As she left Lifter’s office, she made a note to herself to call Zakh and thank him. He told her the only way things happen in this country is through protectzia. It was amazing how quickly Rabbi Lifter’s tone changed when she used Professor Zakh’s name; Zakh had told her that was the way to do things here, to know someone who knows someone, the smallness of the country operating in favor of the ease of these connections. Wendy definitely needed to revise her view of Zakh; he had helped her now despite his lack of time at their first meeting. The problem was, she wanted more specific guidance on the steps of a dissertation. He had helped her, it just wasn’t exactly the way she still wanted assistance.

Leaving the building, Wendy approached a few students she saw in the hallway to ask if they would fill out her questionnaire. She had attached stamped self-addressed envelopes and figured that if she gave out fifteen she’d get five or ten back, to give her an idea of how to start. She wanted to see what kinds of questions they would respond to, and which ones would lead to the most revealing responses. At this stage, she just wanted to give out surveys anonymously, not for data, but to develop her questions and tweak them as necessary.

Please respond to these questions as honestly as possible. Do not put your name on this—all responses are anonymous and confidential to protect your privacy.

This will not be used for any purpose other than my own information. I will be giving out a more detailed version of this questionnaire as part of my dissertation research on how baalei teshuvah tell their stories. This is a sample to help me figure out which types of questions are most useful.

If you have any questions, feel free to email me at wgoldber@princeton.edu.

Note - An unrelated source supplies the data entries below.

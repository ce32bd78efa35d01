// twin-fabric-router/src/aliases.rs
// ============================================================================
// Module: Alias Packs & Focus Table
// Description: Vendor-flavored tool aliases and the tool → focus mapping.
// Purpose: Let agents speak HubSpot/Salesforce/Xero while the canonical
//          twins do the work.
// Dependencies: none beyond std
// ============================================================================

//! ## Overview
//! Alias packs are declarative `(alias, canonical)` tables. Aliases register
//! as thin forwarders inheriting the canonical spec; dispatch resolves the
//! alias before routing, so policy and receipts always see the canonical
//! operation. The focus table maps tool-name prefixes (alias prefixes
//! included) to the twin family an observation should foreground.

// ============================================================================
// SECTION: Alias Packs
// ============================================================================

/// `(alias, canonical)` pairs for one ERP vendor flavor.
#[must_use]
pub fn erp_alias_pack(pack: &str) -> &'static [(&'static str, &'static str)] {
    match pack {
        "xero" => &[
            ("xero.purchase_orders.create", "erp.create_po"),
            ("xero.invoices.create", "erp.submit_invoice"),
            ("xero.invoices.list", "erp.list_invoices"),
            ("xero.payments.create", "erp.post_payment"),
        ],
        "netsuite" => &[
            ("netsuite.po.create", "erp.create_po"),
            ("netsuite.vendor_bill.create", "erp.submit_invoice"),
            ("netsuite.payment.apply", "erp.post_payment"),
        ],
        "dynamics" => &[
            ("dynamics.purchase_order.create", "erp.create_po"),
            ("dynamics.invoice.match", "erp.match_three_way"),
        ],
        "quickbooks" => &[
            ("quickbooks.bill.create", "erp.submit_invoice"),
            ("quickbooks.billpayment.create", "erp.post_payment"),
        ],
        _ => &[],
    }
}

/// `(alias, canonical)` pairs for one CRM vendor flavor.
#[must_use]
pub fn crm_alias_pack(pack: &str) -> &'static [(&'static str, &'static str)] {
    match pack {
        "hubspot" => &[
            ("hubspot.contacts.create", "crm.create_contact"),
            ("hubspot.companies.create", "crm.create_company"),
            ("hubspot.deals.create", "crm.create_deal"),
            ("hubspot.activities.log", "crm.log_activity"),
        ],
        "salesforce" => &[
            ("salesforce.contact.create", "crm.create_contact"),
            ("salesforce.opportunity.create", "crm.create_deal"),
            ("salesforce.opportunity.update_stage", "crm.update_deal_stage"),
            ("salesforce.activity.log", "crm.log_activity"),
        ],
        _ => &[],
    }
}

// ============================================================================
// SECTION: Focus Table
// ============================================================================

/// Fixed tool-prefix → focus table used by `act_and_observe`.
#[must_use]
pub fn focus_for_tool(tool: &str) -> &'static str {
    const DIRECT: &[&str] = &[
        "slack",
        "mail",
        "docs",
        "calendar",
        "tickets",
        "erp",
        "crm",
        "db",
        "browser",
        "okta",
        "servicedesk",
    ];
    for family in DIRECT {
        if tool.starts_with(&format!("{family}.")) {
            return family;
        }
    }
    if tool.starts_with("salesforce.") || tool.starts_with("hubspot.") {
        return "crm";
    }
    if tool.starts_with("xero.")
        || tool.starts_with("netsuite.")
        || tool.starts_with("dynamics.")
        || tool.starts_with("quickbooks.")
    {
        return "erp";
    }
    "browser"
}

// ============================================================================
// SECTION: Tests
// ============================================================================

#[cfg(test)]
mod tests {
    //! Test-only lint relaxations for panic-based assertions.
    #![allow(
        clippy::panic,
        clippy::unwrap_used,
        clippy::expect_used,
        reason = "Test-only output and panic-based assertions are permitted."
    )]

    use super::*;

    #[test]
    fn packs_resolve_only_canonical_tool_names() {
        for pack in ["xero", "netsuite", "dynamics", "quickbooks"] {
            for (alias, canonical) in erp_alias_pack(pack) {
                assert!(canonical.starts_with("erp."), "{alias} → {canonical}");
            }
        }
        for pack in ["hubspot", "salesforce"] {
            for (alias, canonical) in crm_alias_pack(pack) {
                assert!(canonical.starts_with("crm."), "{alias} → {canonical}");
            }
        }
        assert!(erp_alias_pack("sap").is_empty());
    }

    #[test]
    fn focus_table_routes_aliases_to_their_family() {
        assert_eq!(focus_for_tool("salesforce.activity.log"), "crm");
        assert_eq!(focus_for_tool("xero.invoices.create"), "erp");
        assert_eq!(focus_for_tool("tickets.create"), "tickets");
        assert_eq!(focus_for_tool("something.else"), "browser");
    }
}
// twin-fabric-world/src/lib.rs
// ============================================================================
// Module: Twin Fabric World Library
// Description: Seeded world state a session starts from.
// Purpose: Expose the scenario model, the built-in catalog, and the world
//          compiler used by workflows and the corpus generator.
// Dependencies: serde, serde_json, twin-fabric-core
// ============================================================================

//! ## Overview
//! A [`Scenario`] is the complete seeded world a router session starts from:
//! vendors and their reply behavior, the browser node graph, documents,
//! tickets, calendar events, identity directory, service desk queues,
//! database tables, and scheduled derail events. Scenarios come from the
//! built-in catalog, from inline JSON, or from generator templates; the
//! compiler in [`compile`] accepts all three shapes.

// ============================================================================
// SECTION: Modules
// ============================================================================

pub mod catalog;
pub mod compile;
pub mod manifest;
pub mod scenario;

// ============================================================================
// SECTION: Re-Exports
// ============================================================================

pub use catalog::catalog_names;
pub use catalog::get_catalog_scenario;
pub use compile::compile_world;
pub use manifest::ScenarioManifest;
pub use manifest::build_scenario_manifest;
pub use manifest::list_scenario_manifests;
pub use scenario::AffordanceSeed;
pub use scenario::BrowserNodeSeed;
pub use scenario::CalendarEventSeed;
pub use scenario::DerailEventSeed;
pub use scenario::DocumentSeed;
pub use scenario::IdentityApplicationSeed;
pub use scenario::IdentityGroupSeed;
pub use scenario::IdentityUserSeed;
pub use scenario::IncidentSeed;
pub use scenario::MailReplySeed;
pub use scenario::RequestSeed;
pub use scenario::Scenario;
pub use scenario::SlackSeed;
pub use scenario::TicketSeed;
pub use scenario::VendorSeed;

Thank you so much for your time.

Wendy Goldberg

QUESTIONS FOR RETURNEES

How long have you been at this yeshiva?

How did you get here?

What aspects of religious observance are hardest?

What aspects of religious observance are easiest?

What are you working on changing about your observance?

What do you think you’ll be working on six months from now?

A year from now?

Can you pinpoint one particular event or point in time that made you realize that you were becoming more religious and would not return to your former life?

As a follow-up, do you think you will still be observant in one year? Five years? Ten years?

What has guided you in your journey to observance?

Teachers?

Friends?

Books?

What aspects of your life have changed most since you became observant?

Is there an aspect of your life that is unchanged?

Is there an aspect of this lifestyle about which you are uncertain?

Why?

Have your career or family plans changed since your involvement with the yeshiva? If so, how?

The students took the papers obediently, as though Wendy herself were Rabbi Pavlov. She was curious whether they would be honest or merely give her stock answers. She fervently hoped there was a way to get at what really disturbed them, under their veneers of certainty.